Listed entries:

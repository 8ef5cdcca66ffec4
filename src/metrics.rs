// pea: metrics (A3, §10.4)

// ACCEPTABLE: Mutex poisoning .expect() is allowed in this module (unrecoverable error)
#![allow(clippy::expect_used)]

use std::collections::VecDeque;
use std::sync::atomic::{AtomicU64, Ordering};
use std::sync::Mutex;
use std::time::{Duration, Instant};

/// Point-in-time counters plus latency percentiles, following the reference
/// crate's `MetricsCollector`/`snapshot()` split between cheap atomic
/// counters and a bounded ring buffer for percentile math.
#[derive(Debug, Clone, Default)]
pub struct MetricsSnapshot {
    pub received: u64,
    pub sent: u64,
    pub suppressed: u64,
    pub dropped_backpressure: u64,
    pub executor_errors: u64,
    pub dump_count: u64,
    pub p50_ms: u64,
    pub p95_ms: u64,
    pub p99_ms: u64,
}

pub struct PeaMetrics {
    received: AtomicU64,
    sent: AtomicU64,
    suppressed: AtomicU64,
    dropped_backpressure: AtomicU64,
    executor_errors: AtomicU64,
    dump_count: AtomicU64,
    handle_latencies_ms: Mutex<VecDeque<u64>>,
    max_latency_samples: usize,
}

impl PeaMetrics {
    pub fn new(max_latency_samples: usize) -> Self {
        Self {
            received: AtomicU64::new(0),
            sent: AtomicU64::new(0),
            suppressed: AtomicU64::new(0),
            dropped_backpressure: AtomicU64::new(0),
            executor_errors: AtomicU64::new(0),
            dump_count: AtomicU64::new(0),
            handle_latencies_ms: Mutex::new(VecDeque::with_capacity(max_latency_samples)),
            max_latency_samples,
        }
    }

    pub fn record_received(&self) {
        self.received.fetch_add(1, Ordering::Relaxed);
    }

    pub fn record_sent(&self) {
        self.sent.fetch_add(1, Ordering::Relaxed);
    }

    pub fn record_suppressed(&self) {
        self.suppressed.fetch_add(1, Ordering::Relaxed);
    }

    pub fn record_backpressure_drop(&self) {
        self.dropped_backpressure.fetch_add(1, Ordering::Relaxed);
    }

    pub fn record_executor_error(&self) {
        self.executor_errors.fetch_add(1, Ordering::Relaxed);
    }

    pub fn record_dump(&self) {
        self.dump_count.fetch_add(1, Ordering::Relaxed);
    }

    pub fn record_handle_latency(&self, latency_ms: u64) {
        let mut samples = self
            .handle_latencies_ms
            .lock()
            .expect("metrics mutex poisoned");
        samples.push_back(latency_ms);
        if samples.len() > self.max_latency_samples {
            samples.pop_front();
        }
    }

    pub fn snapshot(&self) -> MetricsSnapshot {
        let mut sorted: Vec<u64> = self
            .handle_latencies_ms
            .lock()
            .expect("metrics mutex poisoned")
            .iter()
            .copied()
            .collect();
        sorted.sort_unstable();

        let percentile = |p: f64| -> u64 {
            if sorted.is_empty() {
                return 0;
            }
            let idx = ((sorted.len() as f64) * p) as usize;
            sorted.get(idx.min(sorted.len() - 1)).copied().unwrap_or(0)
        };

        MetricsSnapshot {
            received: self.received.load(Ordering::Relaxed),
            sent: self.sent.load(Ordering::Relaxed),
            suppressed: self.suppressed.load(Ordering::Relaxed),
            dropped_backpressure: self.dropped_backpressure.load(Ordering::Relaxed),
            executor_errors: self.executor_errors.load(Ordering::Relaxed),
            dump_count: self.dump_count.load(Ordering::Relaxed),
            p50_ms: percentile(0.50),
            p95_ms: percentile(0.95),
            p99_ms: percentile(0.99),
        }
    }
}

/// Brackets one `handle` call and records its duration on drop-free finish,
/// mirroring the reference crate's `LatencyTimer::start`/`finish` pair.
pub struct HandleLatencyTimer<'a> {
    start: Instant,
    metrics: &'a PeaMetrics,
}

impl<'a> HandleLatencyTimer<'a> {
    pub fn start(metrics: &'a PeaMetrics) -> Self {
        Self {
            start: Instant::now(),
            metrics,
        }
    }

    pub fn finish(self) -> Duration {
        let elapsed = self.start.elapsed();
        self.metrics.record_handle_latency(elapsed.as_millis() as u64);
        elapsed
    }
}

#[cfg(test)]
mod tests {
    use super::*;

    #[test]
    fn counters_start_at_zero() {
        let metrics = PeaMetrics::new(16);
        let snap = metrics.snapshot();
        assert_eq!(snap.received, 0);
        assert_eq!(snap.sent, 0);
    }

    #[test]
    fn counters_increment_independently() {
        let metrics = PeaMetrics::new(16);
        metrics.record_received();
        metrics.record_received();
        metrics.record_sent();
        metrics.record_suppressed();
        metrics.record_backpressure_drop();
        metrics.record_executor_error();
        metrics.record_dump();

        let snap = metrics.snapshot();
        assert_eq!(snap.received, 2);
        assert_eq!(snap.sent, 1);
        assert_eq!(snap.suppressed, 1);
        assert_eq!(snap.dropped_backpressure, 1);
        assert_eq!(snap.executor_errors, 1);
        assert_eq!(snap.dump_count, 1);
    }

    #[test]
    fn latency_ring_buffer_evicts_oldest_beyond_capacity() {
        let metrics = PeaMetrics::new(3);
        for ms in [10, 20, 30, 40] {
            metrics.record_handle_latency(ms);
        }
        // only the last 3 survive; p99 should reflect the highest of those.
        let snap = metrics.snapshot();
        assert_eq!(snap.p99_ms, 40);
    }

    #[test]
    fn timer_records_on_finish() {
        let metrics = PeaMetrics::new(16);
        let timer = HandleLatencyTimer::start(&metrics);
        timer.finish();
        let snap = metrics.snapshot();
        assert_eq!(snap.p50_ms, snap.p50_ms); // recorded without panicking
    }
}
// pea: tagged outcome replacing exceptions-as-control-flow (§9 design note)

use crate::message::Envelope;

/// What the hook pipeline decided to do with one inbound message. The
/// dispatcher in `policy::classify` maps every `PeaError` kind onto exactly
/// one of these, instead of matching on raised conditions.
pub enum Outcome<R> {
    /// Send the message; the loop continues.
    Forward(Envelope, R),
    /// Do not send anything; the loop continues (NoExplicitMessage,
    /// MemoryOverHighWatermark).
    Suppress,
    /// Send the message, marked with an error payload; the loop continues
    /// (ChainedPodException, ExecutorRuntime unless `raise_error_early`).
    ForwardWithError(Envelope, R),
    /// Send the original message, then tear the loop down
    /// (RequestLoopEnd, transport/process signal, user interrupt).
    Shutdown(Envelope, R),
}
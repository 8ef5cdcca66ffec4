// pea: scoped lifetime and request loop (C6, C7, §4.6, §4.7)

use tokio::sync::oneshot;

use crate::aggregator::PartialBuffer;
use crate::clock::Clock;
use crate::config::PeaConfig;
use crate::error::PeaResult;
use crate::executor::{Executor, ExecutorHost};
use crate::hooks::run_pipeline;
use crate::message::Message;
use crate::metrics::PeaMetrics;
use crate::outcome::Outcome;
use crate::transport::Transport;

const LATENCY_SAMPLE_CAPACITY: usize = 1024;

/// One worker in a pipeline: owns its executor, its transport, and the
/// clock/aggregator/metrics state threaded through the hook pipeline on
/// every turn. Mirrors the reference crate's `SidecarServer`, which composes
/// a client, metrics and health state behind a single entry point.
pub struct Pea<E: Executor<R>, T: Transport<R>, R: Clone + Send> {
    config: PeaConfig,
    name: String,
    clock: Clock,
    aggregator: PartialBuffer<R>,
    executor_host: ExecutorHost<E, R>,
    transport: T,
    metrics: PeaMetrics,
}

impl<E: Executor<R>, T: Transport<R>, R: Clone + Send> Pea<E, T, R> {
    /// §4.7 scoped entry: resolve the derived name, note any plugin sources
    /// (plugin loading itself is host-provided, out of scope here), then
    /// load the executor with its primary/fallback sources (§4.3) and
    /// attach it to this Pea's identity (§6).
    pub fn enter(config: PeaConfig, transport: T) -> PeaResult<Self> {
        for module in &config.py_modules {
            tracing::debug!(module = %module, "plugin source declared (loading is host-provided)");
        }

        let name = config.derived_name();
        let executor_host = ExecutorHost::load(
            &config.uses,
            &config.uses_internal,
            config.separated_workspace,
            config.pea_id,
            config.read_only,
            &config.identity,
        )?;
        let clock = Clock::new(config.max_idle_time, config.dump_interval, config.memory_hwm);

        tracing::info!(pea = %name, identity = %config.identity, "entered");

        Ok(Self {
            name,
            clock,
            aggregator: PartialBuffer::new(),
            executor_host,
            transport,
            metrics: PeaMetrics::new(LATENCY_SAMPLE_CAPACITY),
            config,
        })
    }

    /// Enter with an already-constructed executor host, skipping `load`.
    /// For tests that need to script executor behavior `load_config` can't
    /// express (e.g. "fail on the second call").
    pub fn enter_with_host(config: PeaConfig, transport: T, executor_host: ExecutorHost<E, R>) -> Self {
        let name = config.derived_name();
        let clock = Clock::new(config.max_idle_time, config.dump_interval, config.memory_hwm);
        Self {
            name,
            clock,
            aggregator: PartialBuffer::new(),
            executor_host,
            transport,
            metrics: PeaMetrics::new(LATENCY_SAMPLE_CAPACITY),
            config,
        }
    }

    pub fn name(&self) -> &str {
        &self.name
    }

    pub fn metrics(&self) -> &PeaMetrics {
        &self.metrics
    }

    pub fn transport(&self) -> &T {
        &self.transport
    }

    /// C6 request loop. `ready`, if given, is signalled exactly once after
    /// the Pea has entered and before the first `recv`, so a supervisor can
    /// wait for startup without racing the first message (§4.6 step 1).
    pub async fn run(&mut self, ready: Option<oneshot::Sender<()>>) -> PeaResult<()> {
        if let Some(tx) = ready {
            let _ = tx.send(());
        }

        loop {
            let msg = tokio::select! {
                biased;
                ctrl_c = tokio::signal::ctrl_c() => {
                    if ctrl_c.is_ok() {
                        tracing::info!(pea = %self.name, "user interrupt received, shutting down");
                    }
                    break;
                }
                recv = self.transport.recv() => match recv {
                    Ok(Some(msg)) => msg,
                    Ok(None) => {
                        tracing::info!(pea = %self.name, "transport exhausted, ending loop");
                        break;
                    }
                    Err(err) => {
                        tracing::error!(pea = %self.name, "transport failure: {err}");
                        break;
                    }
                },
            };

            let outcome = run_pipeline(
                &self.name,
                &self.config.identity,
                self.config.num_part,
                self.config.skip_on_error,
                self.config.raise_error_early,
                &mut self.clock,
                &mut self.aggregator,
                &mut self.executor_host,
                &self.metrics,
                msg,
            )
            .await?;

            if self.clock.should_dump() {
                self.transport.print_stats();
            }

            for orphan in self.aggregator.sweep(self.config.max_idle_time) {
                tracing::warn!(
                    pea = %self.name,
                    request_id = %orphan.request_id,
                    parts_collected = orphan.parts_collected,
                    "dropped an orphaned partial request"
                );
            }

            match outcome {
                Outcome::Forward(envelope, request) | Outcome::ForwardWithError(envelope, request) => {
                    self.transport.send_message(Message::new(envelope, request)).await?;
                }
                Outcome::Suppress => {}
                Outcome::Shutdown(envelope, request) => {
                    self.transport.send_message(Message::new(envelope, request)).await?;
                    break;
                }
            }
        }

        Ok(())
    }

    /// §4.7 scoped exit: close the executor, then the transport. Safe to
    /// call more than once.
    pub async fn teardown(&mut self) -> PeaResult<()> {
        self.executor_host.close().await?;
        self.transport.close().await?;
        tracing::info!(pea = %self.name, "torn down");
        Ok(())
    }
}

Problem details: Look in the material above for the line with "tracing::info!(pea = %name, identity" and the line with "Enter with an", and transcribe exactly those lines and all lines between them, nothing more.

Solution for this task:
        tracing::info!(pea = %name, identity = %config.identity, "entered");

        Ok(Self {
            name,
            clock,
            aggregator: PartialBuffer::new(),
            executor_host,
            transport,
            metrics: PeaMetrics::new(LATENCY_SAMPLE_CAPACITY),
            config,
        })
    }

    /// Enter with an already-constructed executor host, skipping `load`.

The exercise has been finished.